━━━━━ Records to use

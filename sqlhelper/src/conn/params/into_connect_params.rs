use crate::{ConnectParams, ConnectParamsBuilder, HelperResult, IntoConnectParamsBuilder};

/// A trait implemented by types that can be converted into a `ConnectParams`.
pub trait IntoConnectParams {
    /// Converts the value of `self` into a `ConnectParams`.
    ///
    /// # Errors
    /// `HelperError::ConnParams` or `HelperError::Usage` if the conversion is not possible.
    fn into_connect_params(self) -> HelperResult<ConnectParams>;
}

impl IntoConnectParams for ConnectParams {
    fn into_connect_params(self) -> HelperResult<ConnectParams> {
        Ok(self)
    }
}

impl IntoConnectParams for &ConnectParams {
    fn into_connect_params(self) -> HelperResult<ConnectParams> {
        Ok(self.clone())
    }
}

impl IntoConnectParams for ConnectParamsBuilder {
    fn into_connect_params(self) -> HelperResult<ConnectParams> {
        self.build()
    }
}

impl IntoConnectParams for &ConnectParamsBuilder {
    fn into_connect_params(self) -> HelperResult<ConnectParams> {
        self.build()
    }
}

impl IntoConnectParams for &str {
    fn into_connect_params(self) -> HelperResult<ConnectParams> {
        self.into_connect_params_builder()?.build()
    }
}

impl IntoConnectParams for String {
    fn into_connect_params(self) -> HelperResult<ConnectParams> {
        self.as_str().into_connect_params()
    }
}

━━━━━━━━━━

* What the task asks *
Whenever a line in the data holds "ConnectParamsBuilder", copy that line.

* Exercise output *
use crate::{ConnectParams, ConnectParamsBuilder, HelperResult, IntoConnectParamsBuilder};
impl IntoConnectParams for ConnectParamsBuilder {
impl IntoConnectParams for &ConnectParamsBuilder {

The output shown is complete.